[Opening Extracted entries section]

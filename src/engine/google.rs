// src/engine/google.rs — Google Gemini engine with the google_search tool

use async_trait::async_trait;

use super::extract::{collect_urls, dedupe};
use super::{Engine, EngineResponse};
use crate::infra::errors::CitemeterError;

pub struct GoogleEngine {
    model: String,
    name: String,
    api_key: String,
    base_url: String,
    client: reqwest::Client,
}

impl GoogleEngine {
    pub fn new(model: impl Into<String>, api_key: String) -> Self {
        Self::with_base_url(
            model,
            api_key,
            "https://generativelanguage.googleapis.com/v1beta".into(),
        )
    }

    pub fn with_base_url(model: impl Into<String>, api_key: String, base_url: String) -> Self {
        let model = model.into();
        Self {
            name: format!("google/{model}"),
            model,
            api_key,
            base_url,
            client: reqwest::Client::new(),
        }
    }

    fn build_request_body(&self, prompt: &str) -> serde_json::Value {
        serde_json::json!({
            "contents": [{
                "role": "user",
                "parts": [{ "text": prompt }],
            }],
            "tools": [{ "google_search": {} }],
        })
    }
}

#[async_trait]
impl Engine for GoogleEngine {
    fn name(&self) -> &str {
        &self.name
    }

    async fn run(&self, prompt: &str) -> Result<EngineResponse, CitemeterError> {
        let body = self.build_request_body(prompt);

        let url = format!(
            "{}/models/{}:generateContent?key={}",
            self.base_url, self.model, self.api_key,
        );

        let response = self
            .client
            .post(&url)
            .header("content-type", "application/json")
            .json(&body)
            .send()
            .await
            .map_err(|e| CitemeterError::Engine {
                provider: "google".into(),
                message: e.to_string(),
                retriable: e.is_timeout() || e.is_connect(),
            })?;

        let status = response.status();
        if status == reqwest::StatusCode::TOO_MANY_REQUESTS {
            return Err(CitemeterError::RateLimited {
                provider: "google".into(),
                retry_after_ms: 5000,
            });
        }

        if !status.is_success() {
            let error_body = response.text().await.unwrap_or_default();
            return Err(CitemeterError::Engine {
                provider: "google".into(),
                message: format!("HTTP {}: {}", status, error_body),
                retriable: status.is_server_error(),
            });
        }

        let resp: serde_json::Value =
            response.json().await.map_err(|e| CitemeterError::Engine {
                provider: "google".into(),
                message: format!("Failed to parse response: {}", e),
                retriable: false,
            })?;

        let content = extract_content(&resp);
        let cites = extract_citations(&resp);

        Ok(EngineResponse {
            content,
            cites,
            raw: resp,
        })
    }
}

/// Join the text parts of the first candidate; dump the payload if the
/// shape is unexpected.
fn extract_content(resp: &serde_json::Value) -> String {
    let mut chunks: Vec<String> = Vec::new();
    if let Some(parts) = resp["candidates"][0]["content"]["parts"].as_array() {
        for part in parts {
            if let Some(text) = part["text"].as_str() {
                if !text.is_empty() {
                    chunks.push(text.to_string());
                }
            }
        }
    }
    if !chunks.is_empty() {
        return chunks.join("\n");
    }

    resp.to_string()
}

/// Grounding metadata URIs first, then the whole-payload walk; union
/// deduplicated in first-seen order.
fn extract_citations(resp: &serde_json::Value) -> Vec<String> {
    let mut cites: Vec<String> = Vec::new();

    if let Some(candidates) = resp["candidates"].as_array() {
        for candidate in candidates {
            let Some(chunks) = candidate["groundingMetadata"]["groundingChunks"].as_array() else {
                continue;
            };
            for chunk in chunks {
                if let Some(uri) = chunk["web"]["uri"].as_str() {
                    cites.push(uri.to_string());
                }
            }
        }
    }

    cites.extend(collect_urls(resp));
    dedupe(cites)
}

[Closing Extracted entries section]

» **Assigned task**
Above are the entries; return each one exactly.

» **Output**
filename src/engine/google.rs
// src/engine/google.rs — Google Gemini engine with the google_search tool

use async_trait::async_trait;

use super::extract::{collect_urls, dedupe};
use super::{Engine, EngineResponse};
use crate::infra::errors::CitemeterError;

pub struct GoogleEngine {
    model: String,
    name: String,
    api_key: String,
    base_url: String,
    client: reqwest::Client,
}

impl GoogleEngine {
    pub fn new(model: impl Into<String>, api_key: String) -> Self {
        Self::with_base_url(
            model,
            api_key,
            "https://generativelanguage.googleapis.com/v1beta".into(),
        )
    }

    pub fn with_base_url(model: impl Into<String>, api_key: String, base_url: String) -> Self {
        let model = model.into();
        Self {
            name: format!("google/{model}"),
            model,
            api_key,
            base_url,
            client: reqwest::Client::new(),
        }
    }

    fn build_request_body(&self, prompt: &str) -> serde_json::Value {
        serde_json::json!({
            "contents": [{
                "role": "user",
                "parts": [{ "text": prompt }],
            }],
            "tools": [{ "google_search": {} }],
        })
    }
}

#[async_trait]
impl Engine for GoogleEngine {
    fn name(&self) -> &str {
        &self.name
    }

    async fn run(&self, prompt: &str) -> Result<EngineResponse, CitemeterError> {
        let body = self.build_request_body(prompt);

        let url = format!(
            "{}/models/{}:generateContent?key={}",
            self.base_url, self.model, self.api_key,
        );

        let response = self
            .client
            .post(&url)
            .header("content-type", "application/json")
            .json(&body)
            .send()
            .await
            .map_err(|e| CitemeterError::Engine {
                provider: "google".into(),
                message: e.to_string(),
                retriable: e.is_timeout() || e.is_connect(),
            })?;

        let status = response.status();
        if status == reqwest::StatusCode::TOO_MANY_REQUESTS {
            return Err(CitemeterError::RateLimited {
                provider: "google".into(),
                retry_after_ms: 5000,
            });
        }

        if !status.is_success() {
            let error_body = response.text().await.unwrap_or_default();
            return Err(CitemeterError::Engine {
                provider: "google".into(),
                message: format!("HTTP {}: {}", status, error_body),
                retriable: status.is_server_error(),
            });
        }

        let resp: serde_json::Value =
            response.json().await.map_err(|e| CitemeterError::Engine {
                provider: "google".into(),
                message: format!("Failed to parse response: {}", e),
                retriable: false,
            })?;

        let content = extract_content(&resp);
        let cites = extract_citations(&resp);

        Ok(EngineResponse {
            content,
            cites,
            raw: resp,
        })
    }
}

/// Join the text parts of the first candidate; dump the payload if the
/// shape is unexpected.
fn extract_content(resp: &serde_json::Value) -> String {
    let mut chunks: Vec<String> = Vec::new();
    if let Some(parts) = resp["candidates"][0]["content"]["parts"].as_array() {
        for part in parts {
            if let Some(text) = part["text"].as_str() {
                if !text.is_empty() {
                    chunks.push(text.to_string());
                }
            }
        }
    }
    if !chunks.is_empty() {
        return chunks.join("\n");
    }

    resp.to_string()
}

/// Grounding metadata URIs first, then the whole-payload walk; union
/// deduplicated in first-seen order.
fn extract_citations(resp: &serde_json::Value) -> Vec<String> {
    let mut cites: Vec<String> = Vec::new();

    if let Some(candidates) = resp["candidates"].as_array() {
        for candidate in candidates {
            let Some(chunks) = candidate["groundingMetadata"]["groundingChunks"].as_array() else {
                continue;
            };
            for chunk in chunks {
                if let Some(uri) = chunk["web"]["uri"].as_str() {
                    cites.push(uri.to_string());
                }
            }
        }
    }

    cites.extend(collect_urls(resp));
    dedupe(cites)
}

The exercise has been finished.